Great, the 'marriage' subject already? Did Kagura not realize the one thing that turns a man off is to talk of hypothetical circumstances of 'when we settle down'? Obviously not, because she kept buzzing on about it like a malicious fly in his ear. Did he will to swat it?

Ignoring her protests, Sesshomaru tucked the strange bottle under his arm. Maybe it would be worth his time in cash.

Or maybe it was only trash after all.

~oOo~

"Do not allow anyone to disturb me," Sesshomaru said, glancing at the little green secretary, Jaken, who sat at the desk outside his office door. "If you do not complete the paperwork I assigned to you _yet again_, it will be your head."

The imp laughed nervously, running his hands over his bald head. "Oh, ho, ho, you are funny, Sesshomaru-sama! That actually sounded like a real threat…"

Seeing the muscles in his boss's face remained stiff, Jaken meekly bowed his head and continued working with renewed vigor.

Sesshomaru collapsed into his chair, taking in the enormous amount of work that still littered his desk, overflowing onto the floor. He would be here all night; that much was certain. This beige colored office with the dazzling view of the cityscape was quickly becoming something of a second home to him. He even considered remodeling the place, adding on a bedroom and bathroom. That would be very convenient.

And the money for all that would come from however much this bottle sold for. He picked the bottle up and shook it, then turned it upside down. Finally he unscrewed the top.

Instantaneously, the whole place went up in smoke.

"What the hell?" He scrambled out his chair, and being momentarily blinded, knocked the stacks of papers off his desk. He swore loudly, reaching down for them.

The smoke began to thin. As far as Sesshomaru could see, there was no damage to any of the furniture, his MAC, or the bottle that now laid forgotten on the floor.

_That was weird _he thought.

Then turned around.

"_MASTER!"_

And a scantily clothed woman literally popped into his arms out of thin air. Her hands instinctively wrapped around his neck, and though she was petite, knocked Sesshomaru back into his chair.

He stared at her like a deer in headlights, shocked speechless.
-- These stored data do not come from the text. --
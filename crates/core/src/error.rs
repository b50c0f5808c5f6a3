//! Planning error model.

use thiserror::Error;

use crate::id::ProductId;

/// Result type used across the planning crates.
pub type PlanningResult<T> = Result<T, PlanningError>;

/// Hard failure while producing a plan.
///
/// Recoverable conditions (missing history, undefined metrics, zero demand)
/// are never raised here; they degrade the result and are reported as
/// [`crate::Notice`] values instead.
#[derive(Debug, Error, Clone, PartialEq, Eq)]
pub enum PlanningError {
    /// A value failed validation (control out of range, negative parameter).
    #[error("validation failed: {0}")]
    Validation(String),

    /// The data source knows nothing about the requested product.
    #[error("product not found: {0}")]
    ProductNotFound(ProductId),

    /// The data source could not be read or parsed.
    #[error("data source error: {0}")]
    DataSource(String),
}

impl PlanningError {
    pub fn validation(msg: impl Into<String>) -> Self {
        Self::Validation(msg.into())
    }

    pub fn not_found(product: &ProductId) -> Self {
        Self::ProductNotFound(product.clone())
    }

    pub fn data_source(msg: impl Into<String>) -> Self {
        Self::DataSource(msg.into())
    }
}

#[cfg(test)]
mod tests {
    use super::*;

    #[test]
    fn display_includes_context() {
        let err = PlanningError::validation("horizon must be within 1..=12");
        assert_eq!(
            err.to_string(),
            "validation failed: horizon must be within 1..=12"
        );

        let product: ProductId = "Field & Stream Sportsman 16 Gun Fire Safe".parse().unwrap();
        let err = PlanningError::not_found(&product);
        assert_eq!(
            err.to_string(),
            "product not found: Field & Stream Sportsman 16 Gun Fire Safe"
        );
    }
}
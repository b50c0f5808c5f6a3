use std::path::PathBuf;

use thiserror::Error;

use stockcast_core::PlanningError;

/// Failure while loading the historical dataset.
#[derive(Debug, Error)]
pub enum LoadError {
    #[error("failed to open {}: {source}", .path.display())]
    Open {
        path: PathBuf,
        #[source]
        source: std::io::Error,
    },

    #[error("{file} line {line}: {source}")]
    Parse {
        file: &'static str,
        line: u64,
        #[source]
        source: csv::Error,
    },

    #[error("{file}: {message}")]
    Invalid { file: &'static str, message: String },
}

impl From<LoadError> for PlanningError {
    fn from(err: LoadError) -> Self {
        PlanningError::data_source(err.to_string())
    }
}
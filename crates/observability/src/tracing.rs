//! Tracing/logging initialization.
//!
//! Logs go to stderr so stdout stays free for reports.

use tracing_subscriber::EnvFilter;

/// Environment variable selecting the log format.
pub const LOG_FORMAT_ENV: &str = "STOCKCAST_LOG_FORMAT";

/// Output format of the log subscriber.
#[derive(Debug, Copy, Clone, PartialEq, Eq, Default)]
pub enum LogFormat {
    #[default]
    Json,
    Pretty,
}

impl LogFormat {
    /// Reads [`LOG_FORMAT_ENV`]; anything other than `pretty` selects JSON.
    pub fn from_env() -> Self {
        std::env::var(LOG_FORMAT_ENV)
            .map(|v| Self::parse(&v))
            .unwrap_or_default()
    }

    pub fn parse(value: &str) -> Self {
        if value.trim().eq_ignore_ascii_case("pretty") {
            LogFormat::Pretty
        } else {
            LogFormat::Json
        }
    }
}

/// Initialize tracing/logging for the process.
///
/// Filter comes from `RUST_LOG` (default `info`). Safe to call multiple times
/// (subsequent calls are no-ops).
pub fn init(format: LogFormat) {
    let filter = EnvFilter::try_from_default_env().unwrap_or_else(|_| EnvFilter::new("info"));

    let builder = tracing_subscriber::fmt()
        .with_env_filter(filter)
        .with_writer(std::io::stderr)
        .with_target(false);

    let installed = match format {
        LogFormat::Json => builder
            .json()
            .with_timer(tracing_subscriber::fmt::time::SystemTime)
            .try_init(),
        LogFormat::Pretty => builder.pretty().try_init(),
    };

    if installed.is_ok() {
        ::tracing::debug!(?format, "log subscriber installed");
    }
}
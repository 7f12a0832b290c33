//! Configuration Validation
//!
//! Collects every invalid setting at startup so the operator sees all of them
//! at once rather than one per restart.

/// Store URI schemes the server can open
pub const SUPPORTED_STORE_SCHEMES: [&str; 4] =
    ["mongodb://", "mongodb+srv://", "memory://", "file://"];

/// A single invalid setting
#[derive(Debug)]
pub struct ConfigValidationError {
    pub field: String,
    pub value: String,
    pub message: String,
}

impl std::fmt::Display for ConfigValidationError {
    fn fmt(&self, f: &mut std::fmt::Formatter<'_>) -> std::fmt::Result {
        write!(
            f,
            "Invalid configuration for '{}': {} (value: {})",
            self.field, self.message, self.value
        )
    }
}

impl std::error::Error for ConfigValidationError {}

/// Result of config validation
pub type ConfigResult<T> = Result<T, Vec<ConfigValidationError>>;

/// Configuration validator
pub struct ConfigValidator {
    errors: Vec<ConfigValidationError>,
}

impl ConfigValidator {
    pub fn new() -> Self {
        Self { errors: Vec::new() }
    }

    fn error(&mut self, field: &str, value: impl std::fmt::Display, message: &str) {
        self.errors.push(ConfigValidationError {
            field: field.to_string(),
            value: value.to_string(),
            message: message.to_string(),
        });
    }

    /// Validate port number (1-65535)
    pub fn validate_port(&mut self, field: &str, port: u16) -> &mut Self {
        if port == 0 {
            self.error(field, port, "Port must be between 1 and 65535");
        }
        self
    }

    /// Validate range (inclusive)
    pub fn validate_range(&mut self, field: &str, value: i64, min: i64, max: i64) -> &mut Self {
        if value < min || value > max {
            self.error(field, value, &format!("Value must be between {} and {}", min, max));
        }
        self
    }

    /// Validate non-empty string
    pub fn validate_non_empty(&mut self, field: &str, value: &str) -> &mut Self {
        if value.trim().is_empty() {
            self.error(field, value, "Value cannot be empty");
        }
        self
    }

    /// Validate a secret without echoing it back
    pub fn validate_secret(&mut self, field: &str, value: &str) -> &mut Self {
        if value.trim().is_empty() {
            self.error(field, "<empty>", "Secret cannot be empty");
        }
        self
    }

    /// Validate the store URI scheme
    pub fn validate_store_uri(&mut self, field: &str, uri: &str) -> &mut Self {
        if !SUPPORTED_STORE_SCHEMES.iter().any(|s| uri.starts_with(s)) {
            self.error(
                field,
                uri,
                &format!("URI must start with one of {}", SUPPORTED_STORE_SCHEMES.join(", ")),
            );
        } else if uri.starts_with("file://") && uri.len() == "file://".len() {
            self.error(field, uri, "file:// URI needs a path");
        } else if uri.starts_with("mongodb") && uri.ends_with("://") {
            self.error(field, uri, "MongoDB URI needs a host");
        }
        self
    }

    /// Finish validation and return result
    pub fn finish(self) -> ConfigResult<()> {
        if self.errors.is_empty() {
            Ok(())
        } else {
            Err(self.errors)
        }
    }

    /// Check if any errors occurred
    pub fn has_errors(&self) -> bool {
        !self.errors.is_empty()
    }
}

impl Default for ConfigValidator {
    fn default() -> Self {
        Self::new()
    }
}

/// Format validation errors for display
pub fn format_validation_errors(errors: &[ConfigValidationError]) -> String {
    errors
        .iter()
        .map(|e| format!("  - {}", e))
        .collect::<Vec<_>>()
        .join("\n")
}
//! # SQL Templates
//!
//! A template is what a tagged template literal hands its tag function: the
//! literal text segments and the substituted values between them. There is
//! always exactly one more segment than there are values.

use serde_json::Value;

use super::errors::{ShimError, ShimResult};

/// Value slot marker accepted by [`SqlTemplate::from_format`]
pub const FORMAT_SLOT: &str = "{}";

/// Literal segments interleaved with substituted values
#[derive(Debug, Clone, PartialEq)]
pub struct SqlTemplate {
    strings: Vec<String>,
    values: Vec<Value>,
}

impl SqlTemplate {
    /// Start building a template
    pub fn builder() -> SqlTemplateBuilder {
        SqlTemplateBuilder {
            strings: vec![String::new()],
            values: Vec::new(),
        }
    }

    /// Template with no substituted values
    pub fn literal(text: impl Into<String>) -> Self {
        Self {
            strings: vec![text.into()],
            values: Vec::new(),
        }
    }

    /// Parse a format string whose `{}` markers are value slots
    pub fn from_format(text: &str, values: Vec<Value>) -> ShimResult<Self> {
        let strings: Vec<String> = text.split(FORMAT_SLOT).map(str::to_string).collect();
        let slots = strings.len() - 1;
        if slots != values.len() {
            return Err(ShimError::ArityMismatch {
                slots,
                values: values.len(),
            });
        }
        Ok(Self { strings, values })
    }

    /// Literal text segments
    pub fn strings(&self) -> &[String] {
        &self.strings
    }

    /// Substituted values
    pub fn values(&self) -> &[Value] {
        &self.values
    }

    /// Literal text with values dropped
    pub fn joined(&self) -> String {
        self.strings.concat()
    }

    /// Literal text with each value slot replaced by `marker`
    pub fn with_markers(&self, marker: &str) -> String {
        self.strings.join(marker)
    }
}

/// Builder for [`SqlTemplate`]
pub struct SqlTemplateBuilder {
    strings: Vec<String>,
    values: Vec<Value>,
}

impl SqlTemplateBuilder {
    /// Append literal text
    pub fn text(mut self, text: &str) -> Self {
        if let Some(last) = self.strings.last_mut() {
            last.push_str(text);
        }
        self
    }

    /// Append a substituted value
    pub fn value(mut self, value: impl Into<Value>) -> Self {
        self.values.push(value.into());
        self.strings.push(String::new());
        self
    }

    pub fn build(self) -> SqlTemplate {
        SqlTemplate {
            strings: self.strings,
            values: self.values,
        }
    }
}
"You freed me! Oh, I knew you would, Master, I just knew you would!" The half-naked woman pressed her forehead to his, grinning seductively. "Let's skip the pleasantries and get down to business. I've been trapped 3,000 years in that bottle waiting for you! Master, would it be alright here, or perhaps in a more comfortable atmosphere?"

"…What?" None of her words could register in his head.

She giggled. "The sex, of course! All of my previous masters wished for earth-shattering satisfaction in bed, I assumed you only want the same! I am very good, I promise! See Master?" Her lips caught his in a hot kiss, one that was needy, and mind numbingly erotic to the point of intoxication!

Losing whatever control Sesshomaru previously obtained, his arms tightened around her waist, feeling up the small of her bare back…

Word Count: 743

~oOo~


	3. Chapter 3

_**I Dream of Rinnie**_

**Chapter Three**

**Disclaimer: I do not own Inuyasha.**

**~oOo~**

When his long claws flexed to tighten his grip on her, the woman giggled and then broke the kiss. Sesshomaru, lost in a dazed state of confusion, tilted his head ever so slightly to one side, a part of him still trying to decipher how exactly she had gotten in here, and the other half didn't really care, if only to feel her lips on his again.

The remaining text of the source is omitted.